Overview The AADMY – Add Auto Date Month Year Into Posts plugin for WordPress, all versions up to and including 2.0.1, contains a vulnerability that permits unauthenticated attackers to execute arbitrary WordPress shortcodes. The plugin fails to validate a value passed into the do_shortcode function during execution of a specific action, leading to arbitrary shortcode execution [1].

Exploitation

Method An attacker can exploit this by sending a crafted request to the vulnerable action without requiring any authentication. The lack of input validation makes it trivial to inject arbitrary shortcodes, which can then invoke sensitive WordPress functions or execute arbitrary code. The plugin's own documentation lists numerous shortcodes (e.g., [cy], [today], [offset]) that are intended for dynamic date display, but the vulnerability allows any shortcode registered in WordPress to be run [1].

Potential

Impact Successful exploitation allows an attacker to execute arbitrary shortcodes, which in a standard WordPress installation can include the [file] shortcode or others that execute system commands, read files, or modify database entries.

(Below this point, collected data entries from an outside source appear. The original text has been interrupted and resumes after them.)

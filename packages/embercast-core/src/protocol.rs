//! Fixed protocol constants that should NOT be changed.
//!
//! These values are defined by external specifications (UPnP, GENA) and
//! changing them would break protocol compliance.

// ─────────────────────────────────────────────────────────────────────────────
// UPnP / SOAP
// ─────────────────────────────────────────────────────────────────────────────

/// TCP port UPnP media renderers expose their control and event endpoints on.
pub const RENDERER_CONTROL_PORT: u16 = 1400;

/// Timeout for SOAP HTTP requests (seconds).
///
/// 10 seconds is reasonable for LAN operations.
pub const SOAP_TIMEOUT_SECS: u64 = 10;

// ─────────────────────────────────────────────────────────────────────────────
// GENA (UPnP General Event Notification Architecture)
// ─────────────────────────────────────────────────────────────────────────────

/// GENA subscription timeout requested from the renderer (seconds).
///
/// 1 hour is a reasonable default per UPnP spec recommendations.
pub const GENA_SUBSCRIPTION_TIMEOUT_SECS: u64 = 3600;

/// Maximum size of a GENA notification body (bytes).
pub const MAX_GENA_BODY_SIZE: usize = 64 * 1024;

// ─────────────────────────────────────────────────────────────────────────────
// Application Identity
// ─────────────────────────────────────────────────────────────────────────────

/// Application name used in protocol data (DIDL-Lite metadata).
pub const APP_NAME: &str = "Embercast";

/// Service identifier reported by the health endpoint.
pub const SERVICE_ID: &str = "embercast";
//! GENA (UPnP eventing) subscription lifecycle and NOTIFY parsing.
//!
//! Responsibilities:
//! - SUBSCRIBE / renew / UNSUBSCRIBE against the renderer's AVTransport
//!   event endpoint
//! - Tracking active subscription IDs so stray NOTIFYs can be rejected
//! - Parsing NOTIFY bodies into [`TransportNotification`]s for the engine

use dashmap::DashMap;
use reqwest::{Client, Method};
use thiserror::Error;

use super::services::{renderer_url, RendererService};
use super::xml::{extract_val_attrs, extract_xml_text};
use crate::protocol::GENA_SUBSCRIPTION_TIMEOUT_SECS;

// ─────────────────────────────────────────────────────────────────────────────
// Error Types
// ─────────────────────────────────────────────────────────────────────────────

/// Errors that can occur during GENA subscription operations.
#[derive(Debug, Error)]
pub enum GenaError {
    /// HTTP request to the renderer failed.
    #[error("HTTP request failed: {0}")]
    Http(#[from] reqwest::Error),

    /// Renderer rejected the SUBSCRIBE request.
    #[error("subscription failed with HTTP {0}")]
    SubscriptionFailed(u16),

    /// Renderer rejected the renewal request.
    #[error("subscription renewal failed with HTTP {0}")]
    RenewalFailed(u16),

    /// Renderer accepted the subscription but returned no SID header.
    #[error("subscription response missing SID header")]
    MissingSid,
}

/// Convenient Result alias for GENA operations.
pub type GenaResult<T> = Result<T, GenaError>;

// ─────────────────────────────────────────────────────────────────────────────
// Notification Parsing
// ─────────────────────────────────────────────────────────────────────────────

/// A normalized AVTransport notification from the renderer.
///
/// Raw payloads are opaque key/value property sets; only the fields the
/// reconciliation engine consumes are extracted.
#[derive(Debug, Clone, Default, PartialEq)]
pub struct TransportNotification {
    /// The renderer's reported transport state (e.g. "PLAYING", "STOPPED").
    pub transport_state: Option<String>,
    /// URI of the track the renderer reports as current.
    pub current_track_uri: Option<String>,
    /// URI of the track the renderer reports as queued-next.
    pub next_track_uri: Option<String>,
    /// Error description reported by the transport, if any.
    pub error_description: Option<String>,
}

/// Parses an AVTransport NOTIFY body into a [`TransportNotification`].
///
/// The interesting fields live inside the entity-encoded `LastChange`
/// element as `val` attributes. A body without `LastChange` parses to an
/// empty notification, which the engine ignores.
#[must_use]
pub fn parse_transport_notify(body: &str) -> TransportNotification {
    let mut notification = TransportNotification::default();

    let Some(last_change) = extract_xml_text(body, "LastChange") else {
        return notification;
    };
    let decoded = html_escape::decode_html_entities(&last_change);

    let attrs = extract_val_attrs(
        &decoded,
        &[
            "TransportState",
            "CurrentTrackURI",
            "NextAVTransportURI",
            "TransportErrorDescription",
        ],
    );

    notification.transport_state = attrs.get("TransportState").cloned();

    // URI values are entity-encoded a second time inside the attribute.
    let decode_uri = |value: &String| html_escape::decode_html_entities(value).into_owned();
    notification.current_track_uri = attrs
        .get("CurrentTrackURI")
        .map(decode_uri)
        .filter(|uri| !uri.is_empty());
    notification.next_track_uri = attrs
        .get("NextAVTransportURI")
        .map(decode_uri)
        .filter(|uri| !uri.is_empty());
    notification.error_description = attrs.get("TransportErrorDescription").cloned();

    notification
}

// ─────────────────────────────────────────────────────────────────────────────
// Subscription Management
// ─────────────────────────────────────────────────────────────────────────────

struct SubscriptionRecord {
    service: RendererService,
}

/// Manages GENA event subscriptions against a single renderer.
///
/// The renderer expires subscriptions on its own schedule, so the bootstrap
/// layer drives [`ensure_subscribed`](Self::ensure_subscribed) periodically;
/// renewal failures fall back to a fresh SUBSCRIBE on the same tick.
pub struct EventSubscriber {
    client: Client,
    renderer_ip: String,
    /// Active subscriptions keyed by SID.
    subscriptions: DashMap<String, SubscriptionRecord>,
}

impl EventSubscriber {
    /// Creates a subscriber for the renderer at `renderer_ip`.
    pub fn new(client: Client, renderer_ip: String) -> Self {
        Self {
            client,
            renderer_ip,
            subscriptions: DashMap::new(),
        }
    }

    fn subscribe_method() -> Method {
        Method::from_bytes(b"SUBSCRIBE").expect("SUBSCRIBE is a valid method")
    }

    fn unsubscribe_method() -> Method {
        Method::from_bytes(b"UNSUBSCRIBE").expect("UNSUBSCRIBE is a valid method")
    }

    /// Returns whether `sid` belongs to an active subscription.
    #[must_use]
    pub fn is_known_sid(&self, sid: &str) -> bool {
        self.subscriptions.contains_key(sid)
    }

    /// Returns whether any subscription is currently active.
    #[must_use]
    pub fn has_subscriptions(&self) -> bool {
        !self.subscriptions.is_empty()
    }

    /// Subscribes to AVTransport events, delivering NOTIFYs to `callback_url`.
    ///
    /// Returns the subscription ID assigned by the renderer.
    pub async fn subscribe(&self, callback_url: &str) -> GenaResult<String> {
        let service = RendererService::AVTransport;
        let url = renderer_url(&self.renderer_ip, service.event_path());

        let response = self
            .client
            .request(Self::subscribe_method(), &url)
            .header("CALLBACK", format!("<{}>", callback_url))
            .header("NT", "upnp:event")
            .header("TIMEOUT", format!("Second-{}", GENA_SUBSCRIPTION_TIMEOUT_SECS))
            .send()
            .await?;

        if !response.status().is_success() {
            return Err(GenaError::SubscriptionFailed(response.status().as_u16()));
        }

        let sid = response
            .headers()
            .get("SID")
            .and_then(|v| v.to_str().ok())
            .map(str::to_string)
            .ok_or(GenaError::MissingSid)?;

        log::info!(
            "[GENA] Subscribed to {} on {} (sid {})",
            service.name(),
            self.renderer_ip,
            sid
        );

        self.subscriptions
            .insert(sid.clone(), SubscriptionRecord { service });
        Ok(sid)
    }

    /// Renews one subscription by SID.
    async fn renew(&self, sid: &str, service: RendererService) -> GenaResult<()> {
        let url = renderer_url(&self.renderer_ip, service.event_path());

        let response = self
            .client
            .request(Self::subscribe_method(), &url)
            .header("SID", sid)
            .header("TIMEOUT", format!("Second-{}", GENA_SUBSCRIPTION_TIMEOUT_SECS))
            .send()
            .await?;

        if !response.status().is_success() {
            return Err(GenaError::RenewalFailed(response.status().as_u16()));
        }
        Ok(())
    }

    /// Ensures an AVTransport subscription is active, subscribing or renewing
    /// as needed.
    ///
    /// A renewal rejected by the renderer (typically 412 after the SID
    /// expired) drops the stale record and immediately resubscribes.
    pub async fn ensure_subscribed(&self, callback_url: &str) -> GenaResult<()> {
        if self.subscriptions.is_empty() {
            self.subscribe(callback_url).await?;
            return Ok(());
        }

        let records: Vec<(String, RendererService)> = self
            .subscriptions
            .iter()
            .map(|r| (r.key().clone(), r.value().service))
            .collect();

        for (sid, service) in records {
            match self.renew(&sid, service).await {
                Ok(()) => {
                    log::debug!("[GENA] Renewed subscription {}", sid);
                }
                Err(e) => {
                    log::warn!("[GENA] Renewal of {} failed ({}); resubscribing", sid, e);
                    self.subscriptions.remove(&sid);
                    self.subscribe(callback_url).await?;
                }
            }
        }
        Ok(())
    }

    /// Cancels all active subscriptions.
    ///
    /// Failures are ignored beyond logging; the renderer expires orphaned
    /// subscriptions on its own.
    pub async fn unsubscribe_all(&self) {
        let records: Vec<(String, RendererService)> = self
            .subscriptions
            .iter()
            .map(|r| (r.key().clone(), r.value().service))
            .collect();

        let futures: Vec<_> = records
            .iter()
            .map(|(sid, service)| {
                let url = renderer_url(&self.renderer_ip, service.event_path());
                let client = self.client.clone();
                let sid = sid.clone();
                async move {
                    let result = client
                        .request(Self::unsubscribe_method(), &url)
                        .header("SID", &sid)
                        .send()
                        .await;
                    match result {
                        Ok(response) if response.status().is_success() => {
                            log::info!("[GENA] Unsubscribed {}", sid);
                        }
                        Ok(response) => {
                            log::warn!(
                                "[GENA] Unsubscribe {} returned HTTP {}",
                                sid,
                                response.status()
                            );
                        }
                        Err(e) => log::warn!("[GENA] Unsubscribe {} failed: {}", sid, e),
                    }
                }
            })
            .collect();

        futures::future::join_all(futures).await;
        self.subscriptions.clear();
    }

    /// Handles a NOTIFY request received on the callback endpoint.
    ///
    /// Returns the parsed notification, or `None` when the SID does not
    /// belong to an active subscription (stale renewals from a previous run).
    #[must_use]
    pub fn handle_notify(&self, sid: &str, body: &str) -> Option<TransportNotification> {
        if !self.subscriptions.contains_key(sid) {
            return None;
        }
        Some(parse_transport_notify(body))
    }
}
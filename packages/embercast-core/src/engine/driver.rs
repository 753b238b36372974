//! Upstream playback driver contract.
//!
//! The cast-protocol layer consumes [`PlaybackDriver`] synchronously and
//! receives engine-initiated updates through [`StateListener`]. Operations
//! return plain success/failure; every failure path has already been logged
//! and contained by the engine.

use async_trait::async_trait;

use super::mailbox::{EngineCommand, EngineHandle};
use super::session::{PlaybackSnapshot, PlayerStatus, Volume};
use crate::queue::TrackRef;

/// Command surface the upstream cast controller drives.
#[async_trait]
pub trait PlaybackDriver: Send + Sync {
    /// Starts playback of `track` at `position_secs`.
    ///
    /// Returns `true` once the transition has been issued and, for forced
    /// transitions, confirmed by the renderer's next `Playing` event.
    async fn play(&self, track: TrackRef, position_secs: u64) -> bool;

    /// Pauses playback.
    async fn pause(&self) -> bool;

    /// Resumes playback.
    async fn resume(&self) -> bool;

    /// Stops playback and resets the transport.
    async fn stop(&self) -> bool;

    /// Seeks within the current track.
    async fn seek(&self, position_secs: u64) -> bool;

    /// Reads the volume (renderer first, cache on failure).
    async fn volume(&self) -> Volume;

    /// Sets the volume.
    async fn set_volume(&self, volume: Volume) -> bool;

    /// Reported playback position in seconds. Never contacts the renderer.
    fn position_secs(&self) -> u64;

    /// Current track duration in seconds. Never contacts the renderer.
    fn duration_secs(&self) -> u64;
}

/// Sink for engine-initiated state updates, consumed by the upstream layer.
pub trait StateListener: Send + Sync {
    /// A play/pause/stop/resume transition changed the believed status.
    fn on_status_changed(&self, status: PlayerStatus);

    /// Periodic session snapshot (driven by the drift corrector).
    fn on_state_refreshed(&self, snapshot: PlaybackSnapshot);
}

/// No-op listener for embedders that poll instead of subscribing.
pub struct NoopStateListener;

impl StateListener for NoopStateListener {
    fn on_status_changed(&self, _status: PlayerStatus) {
        // No-op
    }

    fn on_state_refreshed(&self, _snapshot: PlaybackSnapshot) {
        // No-op
    }
}

/// Logging listener for debugging and headless deployments.
pub struct LoggingStateListener;

impl StateListener for LoggingStateListener {
    fn on_status_changed(&self, status: PlayerStatus) {
        log::info!("[Player] Status changed: {:?}", status);
    }

    fn on_state_refreshed(&self, snapshot: PlaybackSnapshot) {
        tracing::debug!(?snapshot, "state_refreshed");
    }
}

#[async_trait]
impl PlaybackDriver for EngineHandle {
    async fn play(&self, track: TrackRef, position_secs: u64) -> bool {
        let (tx, rx) = tokio::sync::oneshot::channel();
        let reply = self
            .request(
                EngineCommand::Play {
                    track,
                    position_secs,
                    reply: tx,
                },
                rx,
                super::mailbox::PlayReply::failed(),
            )
            .await;

        if !reply.ok {
            return false;
        }

        match reply.confirm {
            // Forced transition: success means the renderer actually started.
            // The sender is dropped if the end-of-track deadline gives up
            // first, turning a silent renderer into a clean failure.
            Some(confirm) => confirm.await.is_ok(),
            None => true,
        }
    }

    async fn pause(&self) -> bool {
        let (tx, rx) = tokio::sync::oneshot::channel();
        self.request(EngineCommand::Pause { reply: tx }, rx, false).await
    }

    async fn resume(&self) -> bool {
        let (tx, rx) = tokio::sync::oneshot::channel();
        self.request(EngineCommand::Resume { reply: tx }, rx, false).await
    }

    async fn stop(&self) -> bool {
        let (tx, rx) = tokio::sync::oneshot::channel();
        self.request(EngineCommand::Stop { reply: tx }, rx, false).await
    }

    async fn seek(&self, position_secs: u64) -> bool {
        let (tx, rx) = tokio::sync::oneshot::channel();
        self.request(
            EngineCommand::Seek {
                position_secs,
                reply: tx,
            },
            rx,
            false,
        )
        .await
    }

    async fn volume(&self) -> Volume {
        let fallback = self.session.volume();
        let (tx, rx) = tokio::sync::oneshot::channel();
        self.request(EngineCommand::QueryVolume { reply: tx }, rx, fallback)
            .await
    }

    async fn set_volume(&self, volume: Volume) -> bool {
        let (tx, rx) = tokio::sync::oneshot::channel();
        self.request(EngineCommand::SetVolume { volume, reply: tx }, rx, false)
            .await
    }

    fn position_secs(&self) -> u64 {
        self.session.position_secs()
    }

    fn duration_secs(&self) -> u64 {
        self.session.duration_secs()
    }
}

This can lead to Remote Code Execution (RCE), full site compromise, and data exfiltration. The CVSS v3 base score of 7.3 (High) reflects the low complexity and lack of authentication requirements [1].

Mitigation

At the time of publication, there is no patched version of the plugin. Users are advised to disable the plugin until the vendor releases an update that corrects the input validation flaw. The vulnerability is publicly documented on the Wordfence Intelligence platform and may be added to the CISA Known Exploited Vulnerabilities (KEV) catalog if active exploitation is observed [1].